Acceleration vs. Constructive Acceleration: When the Contractor Has to Speed Up and Who Pays
Acceleration in construction happens in two forms. Directed acceleration is explicit — owner orders contractor to speed up the work. Constructive acceleration is implicit — owner refuses to grant legitimate time extension for excusable delay, effectively forcing the contractor to accelerate to meet original completion date. The legal treatment differs, but the practical effects (additional cost from faster-than-planned work) are similar.
Understanding the acceleration doctrine matters for contractors dealing with delay-prone projects. If owner actions effectively force acceleration, contractors have claim remedies but must prove specific elements. This post covers both forms and how to document acceleration claims.
Directed acceleration is explicit:
Directed acceleration characteristics
- Owner issues formal or informal direction to accelerate
- Specific schedule compression requested
- Contractor commits to faster completion
- Cost of acceleration typically compensable
- Documented in writing (memos, change orders)
- Clearer claim path than constructive
Owner-directed acceleration has straightforward compensation path. The owner asked for it; the contractor delivered; the cost is owed. Change order or claim captures the additional cost.
Constructive acceleration requires specific elements:
Constructive acceleration elements
- Excusable delay occurred (weather, owner-caused, differing conditions, etc.)
- Contractor requested time extension
- Owner denied extension or failed to respond timely
- Owner continued to require original completion date
- Contractor accelerated to meet original date
- Contractor incurred actual acceleration costs
All elements must be proven. Missing any element — no valid time extension request, no clear denial, no acceleration actually undertaken, no documented costs — can defeat the claim.
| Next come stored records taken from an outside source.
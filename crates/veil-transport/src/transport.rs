//! Packet connection abstraction.
//!
//! This module defines the `PacketConn` trait that sessions and listeners
//! run on top of. A packet conn moves whole datagrams to and from
//! addresses; reliability, ordering and encryption are layered above it.
//! UDP and the in-memory network both implement it, and callers can bring
//! their own.

use async_trait::async_trait;
use std::io;
use std::net::SocketAddr;
use std::sync::Arc;
use veil_crypto::CryptoError;

/// Transport layer errors
#[derive(Debug, thiserror::Error)]
pub enum TransportError {
    /// I/O error from underlying transport
    #[error("I/O error: {0}")]
    Io(#[from] io::Error),

    /// Transport is closed
    #[error("Transport is closed")]
    Closed,

    /// Address binding failed
    #[error("Failed to bind to address: {0}")]
    BindFailed(String),

    /// Host name did not resolve to an address
    #[error("Failed to resolve {0}")]
    Resolve(String),

    /// Invalid configuration
    #[error("Invalid configuration: {0}")]
    InvalidConfig(String),

    /// The reliability engine rejected an operation
    #[error("Protocol error: {0}")]
    Protocol(String),

    /// Session parameters were already applied
    #[error("Session is already configured")]
    AlreadyConfigured,

    /// Session used before its parameters were applied
    #[error("Session is not configured")]
    NotConfigured,

    /// The peer stopped acknowledging and the session gave up on it
    #[error("Peer stopped responding")]
    DeadLink,

    /// Cipher construction or randomness failed
    #[error("Crypto error: {0}")]
    Crypto(#[from] CryptoError),
}

/// Result type for transport operations
pub type TransportResult<T> = Result<T, TransportError>;

/// Async datagram connection.
///
/// Implementations must be safe to share between the tasks of a session
/// or listener. After [`close`](Self::close), `send_to` and `recv_from`
/// (including a `recv_from` already waiting) return
/// [`TransportError::Closed`].
///
/// # Examples
///
/// ```no_run
/// use veil_transport::transport::PacketConn;
/// use veil_transport::udp_async::UdpPacketConn;
/// use std::net::SocketAddr;
///
/// # async fn example() -> Result<(), Box<dyn std::error::Error>> {
/// let addr: SocketAddr = "127.0.0.1:40000".parse()?;
/// let conn = UdpPacketConn::bind(addr).await?;
///
/// conn.send_to(b"Hello, VEIL!", "127.0.0.1:50000".parse()?).await?;
///
/// let mut buf = vec![0u8; 1500];
/// let (size, from) = conn.recv_from(&mut buf).await?;
/// println!("Received {} bytes from {}", size, from);
/// # Ok(())
/// # }
/// ```
#[async_trait]
pub trait PacketConn: Send + Sync {
    /// Send one datagram to `addr`, returning the bytes sent.
    ///
    /// # Errors
    /// Returns `TransportError` if the send operation fails
    async fn send_to(&self, buf: &[u8], addr: SocketAddr) -> TransportResult<usize>;

    /// Receive one datagram into `buf`.
    ///
    /// # Errors
    /// Returns `TransportError` if the receive operation fails
    async fn recv_from(&self, buf: &mut [u8]) -> TransportResult<(usize, SocketAddr)>;

    /// Get the local address this conn is bound to.
    ///
    /// # Errors
    /// Returns `TransportError` if the address cannot be determined
    fn local_addr(&self) -> TransportResult<SocketAddr>;

    /// Close the conn and release resources. Idempotent.
    ///
    /// # Errors
    /// Returns `TransportError` if closing fails
    async fn close(&self) -> TransportResult<()>;

    /// Check if the conn is closed.
    fn is_closed(&self) -> bool;

    /// Get transport statistics.
    fn stats(&self) -> TransportStats {
        TransportStats::default()
    }

    /// Mark outgoing traffic with a DSCP code point (0..=63).
    fn set_dscp(&self, _dscp: u8) -> Tuning {
        Tuning::Rejected("DSCP not supported by this conn".to_string())
    }

    /// Set the kernel receive buffer size.
    fn set_recv_buffer_size(&self, _bytes: usize) -> Tuning {
        Tuning::Rejected("buffer sizing not supported by this conn".to_string())
    }

    /// Set the kernel send buffer size.
    fn set_send_buffer_size(&self, _bytes: usize) -> Tuning {
        Tuning::Rejected("buffer sizing not supported by this conn".to_string())
    }
}

/// Outcome of one best-effort socket adjustment.
#[derive(Debug, Clone, PartialEq, Eq)]
pub enum Tuning {
    /// The setting took effect.
    Applied,
    /// Not requested (zero means leave the OS default).
    Skipped,
    /// Requested but refused; the session works without it.
    Rejected(String),
}

impl Tuning {
    /// True if the adjustment was refused.
    #[must_use]
    pub fn is_rejected(&self) -> bool {
        matches!(self, Self::Rejected(_))
    }
}

/// Result of applying DSCP and buffer sizing to a conn.
#[derive(Debug, Clone, PartialEq, Eq)]
pub struct TuningReport {
    /// DSCP marking
    pub dscp: Tuning,
    /// Receive buffer size
    pub recv_buffer: Tuning,
    /// Send buffer size
    pub send_buffer: Tuning,
}

impl TuningReport {
    /// Report for a conn nobody tuned.
    #[must_use]
    pub fn skipped() -> Self {
        Self {
            dscp: Tuning::Skipped,
            recv_buffer: Tuning::Skipped,
            send_buffer: Tuning::Skipped,
        }
    }

    /// Apply `dscp` (0 skips) and `sockbuf` (0 skips) to `conn`.
    ///
    /// Failures never propagate; each is logged and recorded.
    pub fn apply(conn: &dyn PacketConn, dscp: u8, sockbuf: usize) -> Self {
        let report = Self {
            dscp: if dscp > 0 {
                conn.set_dscp(dscp)
            } else {
                Tuning::Skipped
            },
            recv_buffer: if sockbuf > 0 {
                conn.set_recv_buffer_size(sockbuf)
            } else {
                Tuning::Skipped
            },
            send_buffer: if sockbuf > 0 {
                conn.set_send_buffer_size(sockbuf)
            } else {
                Tuning::Skipped
            },
        };
        for (what, outcome) in [
            ("dscp", &report.dscp),
            ("recv_buffer", &report.recv_buffer),
            ("send_buffer", &report.send_buffer),
        ] {
            if let Tuning::Rejected(reason) = outcome {
                tracing::warn!(setting = what, %reason, "socket tuning rejected");
            }
        }
        report
    }

    /// True if any requested setting was refused.
    #[must_use]
    pub fn any_rejected(&self) -> bool {
        self.dscp.is_rejected() || self.recv_buffer.is_rejected() || self.send_buffer.is_rejected()
    }
}

/// Shared conn handle, as stored by sessions and listeners.
pub type SharedConn = Arc<dyn PacketConn>;

/// Transport statistics
#[derive(Debug, Clone, Default)]
pub struct TransportStats {
    /// Total bytes sent
    pub bytes_sent: u64,
    /// Total bytes received
    pub bytes_received: u64,
    /// Total packets sent
    pub packets_sent: u64,
    /// Total packets received
    pub packets_received: u64,
    /// Send errors
    pub send_errors: u64,
    /// Receive errors
    pub recv_errors: u64,
}

#[cfg(test)]
mod tests {
    use super::*;
    use std::sync::atomic::{AtomicBool, Ordering};

    /// Conn that accepts every tuning request.
    struct Compliant(AtomicBool);

    #[async_trait]
    impl PacketConn for Compliant {
        async fn send_to(&self, buf: &[u8], _addr: SocketAddr) -> TransportResult<usize> {
            Ok(buf.len())
        }

        async fn recv_from(&self, _buf: &mut [u8]) -> TransportResult<(usize, SocketAddr)> {
            Err(TransportError::Closed)
        }

        fn local_addr(&self) -> TransportResult<SocketAddr> {
            Ok("127.0.0.1:1".parse().unwrap())
        }

        async fn close(&self) -> TransportResult<()> {
            self.0.store(true, Ordering::Relaxed);
            Ok(())
        }

        fn is_closed(&self) -> bool {
            self.0.load(Ordering::Relaxed)
        }

        fn set_dscp(&self, _dscp: u8) -> Tuning {
            Tuning::Applied
        }

        fn set_recv_buffer_size(&self, _bytes: usize) -> Tuning {
            Tuning::Applied
        }

        fn set_send_buffer_size(&self, _bytes: usize) -> Tuning {
            Tuning::Applied
        }
    }

    /// Conn relying on the default (refusing) tuning methods.
    struct Plain;

    #[async_trait]
    impl PacketConn for Plain {
        async fn send_to(&self, buf: &[u8], _addr: SocketAddr) -> TransportResult<usize> {
            Ok(buf.len())
        }

        async fn recv_from(&self, _buf: &mut [u8]) -> TransportResult<(usize, SocketAddr)> {
            Err(TransportError::Closed)
        }

        fn local_addr(&self) -> TransportResult<SocketAddr> {
            Ok("127.0.0.1:1".parse().unwrap())
        }

        async fn close(&self) -> TransportResult<()> {
            Ok(())
        }

        fn is_closed(&self) -> bool {
            false
        }
    }

    #[test]
    fn test_transport_error_display() {
        let err = TransportError::Closed;
        assert_eq!(err.to_string(), "Transport is closed");

        let err = TransportError::BindFailed("test".to_string());
        assert!(err.to_string().contains("Failed to bind"));

        let err = TransportError::Resolve("nowhere:1".to_string());
        assert!(err.to_string().contains("nowhere:1"));

        let err = TransportError::AlreadyConfigured;
        assert!(err.to_string().contains("already configured"));

        let err = TransportError::DeadLink;
        assert_eq!(err.to_string(), "Peer stopped responding");
    }

    #[test]
    fn test_transport_error_from_crypto() {
        let err = TransportError::from(CryptoError::RandomFailed);
        assert!(matches!(err, TransportError::Crypto(_)));
    }

    #[test]
    fn test_default_stats_are_zero() {
        let stats = Plain.stats();
        assert_eq!(stats.bytes_sent, 0);
        assert_eq!(stats.packets_received, 0);
        assert_eq!(stats.send_errors + stats.recv_errors, 0);
    }

    #[test]
    fn test_tuning_zero_skips() {
        let conn = Plain;
        let report = TuningReport::apply(&conn, 0, 0);
        assert_eq!(report, TuningReport::skipped());
        assert!(!report.any_rejected());
    }

    #[test]
    fn test_tuning_defaults_reject() {
        let conn = Plain;
        let report = TuningReport::apply(&conn, 46, 1 << 20);
        assert!(report.dscp.is_rejected());
        assert!(report.recv_buffer.is_rejected());
        assert!(report.send_buffer.is_rejected());
    }

    #[test]
    fn test_tuning_applied() {
        let conn = Compliant(AtomicBool::new(false));
        let report = TuningReport::apply(&conn, 46, 0);
        assert_eq!(report.dscp, Tuning::Applied);
        assert_eq!(report.recv_buffer, Tuning::Skipped);
        assert!(!report.any_rejected());
    }

    #[tokio::test]
    async fn test_close_flag() {
        let conn = Compliant(AtomicBool::new(false));
        assert!(!conn.is_closed());
        conn.close().await.unwrap();
        assert!(conn.is_closed());
    }
}
//! Decision functions built on the point classifier.
//!
//! The free functions use the process-wide table from [`table::global`]; the
//! methods on [`ConfusableTable`] do the same work against an explicit table.

use crate::classify::{self, Points};
use crate::point::{Classification, Point};
use crate::table::{self, ConfusableTable};

impl ConfusableTable {
    /// Lazily classify `input`.
    pub fn points<'a>(&'a self, input: &'a str) -> Points<'a> {
        Points::new(self, input)
    }

    pub fn classify(&self, input: &str) -> Classification {
        classify::classify(self, input)
    }

    /// True if any point of `input` has a skeleton different from its text.
    /// Stops at the first such point.
    pub fn is_confusing(&self, input: &str) -> bool {
        self.points(input).any(|p| p.is_confusable())
    }

    /// The complete point-by-point breakdown of `input`.
    pub fn confusables(&self, input: &str) -> Classification {
        self.classify(input)
    }

    /// Replace every confusable point with its skeleton and drop invisible ones.
    pub fn rectify_confusion(&self, input: &str) -> String {
        let mut out = String::with_capacity(input.len());
        for point in self.points(input) {
            out.push_str(point.rendered());
        }
        out
    }

    /// Two different strings that rectify to the same skeleton.
    pub fn are_confusable(&self, a: &str, b: &str) -> bool {
        a != b && self.rectify_confusion(a) == self.rectify_confusion(b)
    }
}

/// Check whether `input` contains any visually confusable point.
pub fn is_confusing(input: &str) -> bool {
    table::global().is_confusing(input)
}

/// Classify `input` into points.
pub fn confusables(input: &str) -> Classification {
    table::global().confusables(input)
}

/// Convert a string to its skeleton form.
pub fn rectify_confusion(input: &str) -> String {
    table::global().rectify_confusion(input)
}

/// Alias of [`rectify_confusion`].
pub fn skeleton(input: &str) -> String {
    rectify_confusion(input)
}

/// Only the points of `input` that are confusable, in order.
pub fn confusable_points(input: &str) -> Vec<Point> {
    confusables(input)
        .into_iter()
        .filter(Point::is_confusable)
        .collect()
}

/// Check if two strings are confusable (different text, same skeleton).
pub fn are_confusable(a: &str, b: &str) -> bool {
    table::global().are_confusable(a, b)
}

#[cfg(test)]
mod tests {
    use super::*;

    #[test]
    fn test_cyrillic_a() {
        assert!(is_confusing("p\u{0430}yp\u{0430}l"));
        assert_eq!(rectify_confusion("p\u{0430}yp\u{0430}l"), "paypal");
    }

    #[test]
    fn test_ascii_not_confusable() {
        assert!(!is_confusing("vitalik"));
        assert_eq!(rectify_confusion("vitalik"), "vitalik");
    }

    #[test]
    fn test_empty_string() {
        assert!(!is_confusing(""));
        assert!(confusables("").is_empty());
        assert_eq!(rectify_confusion(""), "");
    }

    #[test]
    fn test_skeleton() {
        // Cyrillic "ѕсоре" looks like Latin "scope"
        assert_eq!(skeleton("\u{0455}\u{0441}\u{043E}\u{0440}\u{0435}"), "scope");
    }

    #[test]
    fn test_zero_width_joiner_stripped() {
        let points = confusables("vita\u{200D}lik");
        assert_eq!(points[4].similar_to.as_deref(), Some(""));
        assert_eq!(rectify_confusion("vita\u{200D}lik"), "vitalik");
    }

    #[test]
    fn test_fraction_slash() {
        assert_eq!(rectify_confusion("a.eth\u{2044}b.eth"), "a.eth/b.eth");
    }

    #[test]
    fn test_confusable_points_only_flagged() {
        let points = confusable_points("fac\u{0435}book\u{200B}");
        assert_eq!(
            points,
            vec![
                Point::confusable("\u{0435}", "e"),
                Point::confusable("\u{200B}", ""),
            ]
        );
    }

    #[test]
    fn test_confusable_domain() {
        // "gіthub.com" with Cyrillic і
        assert!(are_confusable("g\u{0456}thub.com", "github.com"));
        assert!(!are_confusable("github.com", "github.com"));
        assert!(!are_confusable("gitlab.com", "github.com"));
    }

    #[test]
    fn test_rectify_idempotent_on_skeleton() {
        let once = rectify_confusion("\u{FF21}\u{FF50}\u{FF50}\u{2160}\u{0435}\u{0308}");
        assert_eq!(once, "AppI\u{00EB}");
        assert_eq!(rectify_confusion(&once), once);
    }

    #[test]
    fn test_table_methods_use_explicit_table() {
        let table = ConfusableTable::default();
        assert!(!table.is_confusing("p\u{0430}ypal"));
        assert_eq!(table.rectify_confusion("p\u{0430}ypal"), "p\u{0430}ypal");
    }
}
Complete documentation of the sequence is essential.
First element — excusable delay:
Excusable delay examples
- Unusual weather beyond expected baseline
- Owner-caused delays (late approvals, site access)
- Differing site conditions
- Force majeure events
- Regulatory delays outside contractor control
- Owner-directed changes
Excusable delay must be legitimate and documented. Contractor-caused delays aren't excusable. Schedule slippage from contractor's own performance doesn't support acceleration claim.
Proper time extension request required:
Time extension request elements
- Formal request in writing
- Specific days/duration requested
- Basis for extension identified
- Supporting documentation (schedule analysis, CPM)
- Timely submission per contract
- Sent to correct recipient per contract
The request must meet contract requirements. Informal verbal requests may not qualify. Generic "we need more time" without specifics is weak. Formal, specific, documented, timely requests support constructive acceleration claims.
Denial or non-response triggers:
Owner denial or non-response
- Explicit denial of time extension request
- Failure to respond within reasonable time
- Response granting inadequate extension
- Continued direction to meet original completion date
- Documented denial or non-response
Documentation of denial is important. Written denial, follow-up emails showing non-response, continued owner insistence on original date — each supports the constructive acceleration element.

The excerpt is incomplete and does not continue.